Matthew Medina – Undergraduate - Environmental Science
The Impacts of Urban Water Pollution in the Ganges River
The Ganges River in India is considered a holy place in Hindu culture. Many believe that it is the physical form of Goddess Ganges herself, yet it is also considered one of the most polluted waterways in the world. Everyday it is estimated 3 million liters of sewage are dumped upon this 1,560 mile waterway. Much of the pollution comes from the tanneries, textile mills, and chemical plants along the waterways. Along with these sources, many individuals bathe in and deposit their dead in this river leading to more water contamination, but simultaneously exposing people who are in contact with the river to potential risks.[KB1] [KB2] The Ganges River has great importance to the national culture, religiously, socially, and environmentally, so high levels of water pollution also pose a large impact for this nation and culture. This paper examines sources of pollution for the Ganges River, as well as considers the approaches that have been implemented to mitigate pollution levels.

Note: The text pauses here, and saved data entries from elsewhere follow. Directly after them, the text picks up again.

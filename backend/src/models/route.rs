//! Route model
//!
//! Routes are immutable for the duration of a run.

use serde::{Deserialize, Serialize};
use std::fmt;
use std::str::FromStr;
use thiserror::Error;

/// Traffic tier of a route
///
/// Governs the fuel surcharge and which fuel-cost bucket a delivery falls in.
#[derive(Debug, Clone, Copy, PartialEq, Eq, Hash, PartialOrd, Ord, Serialize, Deserialize)]
pub enum TrafficLevel {
    Low,
    Medium,
    High,
}

impl TrafficLevel {
    pub const ALL: [TrafficLevel; 3] = [TrafficLevel::Low, TrafficLevel::Medium, TrafficLevel::High];

    pub fn as_str(&self) -> &'static str {
        match self {
            TrafficLevel::Low => "Low",
            TrafficLevel::Medium => "Medium",
            TrafficLevel::High => "High",
        }
    }
}

#[derive(Debug, Error, PartialEq, Eq)]
#[error("unknown traffic level '{0}', expected Low, Medium or High")]
pub struct UnknownTrafficLevel(pub String);

impl FromStr for TrafficLevel {
    type Err = UnknownTrafficLevel;

    fn from_str(s: &str) -> Result<Self, Self::Err> {
        match s {
            "Low" => Ok(TrafficLevel::Low),
            "Medium" => Ok(TrafficLevel::Medium),
            "High" => Ok(TrafficLevel::High),
            other => Err(UnknownTrafficLevel(other.to_string())),
        }
    }
}

impl fmt::Display for TrafficLevel {
    fn fmt(&self, f: &mut fmt::Formatter<'_>) -> fmt::Result {
        f.write_str(self.as_str())
    }
}

/// A delivery route
#[derive(Debug, Clone, PartialEq, Serialize, Deserialize)]
pub struct Route {
    /// Unique route identifier
    pub id: String,

    /// Route length in kilometres
    pub distance_km: f64,

    /// Traffic tier
    pub traffic: TrafficLevel,

    /// Expected delivery time in minutes under normal conditions
    pub base_time_min: f64,
}

impl Route {
    pub fn new(id: impl Into<String>, distance_km: f64, traffic: TrafficLevel, base_time_min: f64) -> Self {
        Self {
            id: id.into(),
            distance_km,
            traffic,
            base_time_min,
        }
    }
}
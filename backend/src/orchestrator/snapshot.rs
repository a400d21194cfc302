//! Roster snapshot - optimistic concurrency for driver hours
//!
//! A run reads every driver's hours, computes for a while, then writes new
//! totals. If anyone else changed the roster in between, writing would
//! silently discard their change. The snapshot taken at fetch time carries
//! a SHA-256 fingerprint of the roster; the fingerprint is recomputed from
//! a fresh fetch just before persisting and the run is aborted on mismatch.
//!
//! # Critical Invariants
//!
//! - **Order sensitive**: the fingerprint covers drivers in roster order,
//!   since roster position decides which drivers a run uses
//! - **Exact**: hours are hashed by bit pattern, not by rounded value

use crate::models::Driver;
use serde::{Deserialize, Serialize};
use sha2::{Digest, Sha256};

// ============================================================================
// Snapshot Structures
// ============================================================================

/// Hours of one driver at snapshot time
#[derive(Debug, Clone, PartialEq, Serialize, Deserialize)]
pub struct DriverSnapshot {
    pub id: String,
    pub hours: f64,
}

impl From<&Driver> for DriverSnapshot {
    fn from(driver: &Driver) -> Self {
        DriverSnapshot {
            id: driver.id().to_string(),
            hours: driver.current_shift_hours(),
        }
    }
}

/// Full roster as read at the start of a run
#[derive(Debug, Clone, PartialEq, Serialize, Deserialize)]
pub struct RosterSnapshot {
    pub drivers: Vec<DriverSnapshot>,

    /// Hex SHA-256 over (id, hours) pairs in roster order
    pub fingerprint: String,
}

impl RosterSnapshot {
    pub fn capture(drivers: &[Driver]) -> Self {
        let drivers: Vec<DriverSnapshot> = drivers.iter().map(DriverSnapshot::from).collect();
        let fingerprint = compute_roster_fingerprint(&drivers);
        Self {
            drivers,
            fingerprint,
        }
    }

    /// True when `other` describes the same roster
    pub fn matches(&self, other: &RosterSnapshot) -> bool {
        self.fingerprint == other.fingerprint
    }
}

// ============================================================================
// Fingerprinting
// ============================================================================

/// Compute a deterministic SHA-256 fingerprint of a roster
///
/// Each driver contributes its id length, id bytes and the bit pattern of
/// its hours, so no two distinct rosters share an encoding.
pub fn compute_roster_fingerprint(drivers: &[DriverSnapshot]) -> String {
    let mut hasher = Sha256::new();
    hasher.update((drivers.len() as u64).to_le_bytes());
    for driver in drivers {
        hasher.update((driver.id.len() as u64).to_le_bytes());
        hasher.update(driver.id.as_bytes());
        hasher.update(driver.hours.to_bits().to_le_bytes());
    }
    format!("{:x}", hasher.finalize())
}

#[cfg(test)]
mod tests {
    use super::*;

    fn roster(hours: &[f64]) -> Vec<Driver> {
        hours
            .iter()
            .enumerate()
            .map(|(i, h)| Driver::new(format!("D{i}"), format!("Driver {i}"), *h))
            .collect()
    }

    #[test]
    fn test_same_roster_same_fingerprint() {
        let a = RosterSnapshot::capture(&roster(&[1.0, 2.5]));
        let b = RosterSnapshot::capture(&roster(&[1.0, 2.5]));
        assert!(a.matches(&b));
        assert_eq!(a.fingerprint.len(), 64);
    }

    #[test]
    fn test_hours_change_detected() {
        let a = RosterSnapshot::capture(&roster(&[1.0, 2.5]));
        let b = RosterSnapshot::capture(&roster(&[1.0, 2.5000001]));
        assert!(!a.matches(&b));
    }

    #[test]
    fn test_order_matters() {
        let mut drivers = roster(&[1.0, 2.0]);
        let a = RosterSnapshot::capture(&drivers);
        drivers.reverse();
        let b = RosterSnapshot::capture(&drivers);
        assert!(!a.matches(&b));
    }

    #[test]
    fn test_names_do_not_matter() {
        let a = RosterSnapshot::capture(&[Driver::new("D1", "Asha", 3.0)]);
        let b = RosterSnapshot::capture(&[Driver::new("D1", "Asha K", 3.0)]);
        assert!(a.matches(&b));
    }
}
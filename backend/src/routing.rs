//! Route index
//!
//! Read-only lookup from route identifier to route, built fresh for every
//! run from the fetched route collection.

use crate::models::Route;
use std::collections::HashMap;

/// Immutable per-run route lookup
///
/// When two routes share an identifier the later one wins, matching a
/// map built by inserting the fetched collection in order.
///
/// # Example
/// ```
/// use delivery_simulator_core_rs::{Route, RouteIndex, TrafficLevel};
///
/// let index = RouteIndex::new(vec![Route::new("R1", 12.0, TrafficLevel::Low, 30.0)]);
/// assert!(index.get("R1").is_some());
/// assert!(index.get("R2").is_none());
/// ```
#[derive(Debug, Clone, Default)]
pub struct RouteIndex {
    routes: HashMap<String, Route>,
    source_len: usize,
}

impl RouteIndex {
    pub fn new(routes: impl IntoIterator<Item = Route>) -> Self {
        let mut source_len = 0;
        let routes = routes
            .into_iter()
            .inspect(|_| source_len += 1)
            .map(|route| (route.id.clone(), route))
            .collect();
        Self { routes, source_len }
    }

    pub fn get(&self, route_id: &str) -> Option<&Route> {
        self.routes.get(route_id)
    }

    /// Number of distinct route identifiers
    pub fn len(&self) -> usize {
        self.routes.len()
    }

    pub fn is_empty(&self) -> bool {
        self.routes.is_empty()
    }

    /// Number of routes the index was built from, duplicates included
    pub fn source_len(&self) -> usize {
        self.source_len
    }
}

Savannah Williams– Undergraduate - Environmental Science
The Impacts Microplastic Pollution has on Water Quality and Other Impacts within European River Systems
More plastic is being used than ever; with this comes concerns about what happens when these plastics break down into microplastics and get into river systems. These plastics break down as a result of erosion and weathering processes and some plastics may already be small in size. The specific type of plastics being found in rivers include microplastic fibers, polyester, and polyethylene. This is an emerging problem occurring in European nations. For example, in the United Kingdom, the microplastic issue is rising fast as water treatment plants are not designed to catch small plastic particles. There is also evidence of microplastics emerging in large quantities in the Baltic Sea and other regional seas that are sinks for rivers in Europe. The Rhine River is one of the largest rivers in Europe and is reporting an abundant amount of microplastics. These microplastics are largely from anthropogenic activities that increase plastic production. Microplastics can impact human health, aquatic health, and water quality. Aquatic health is greatly impacted by consequences for survival, fitness, and reproduction of fish and aquatic species. Human health is at great risk, especially with these plastics being found in water resources that large populations use across Europe. Water quality is at risk due to the lack of water treatment plant’s ability to capture and identify these microplastics. In this paper, I analyze how these microplastics form, the direct impacts of microplastics in European river systems and explore possible solutions.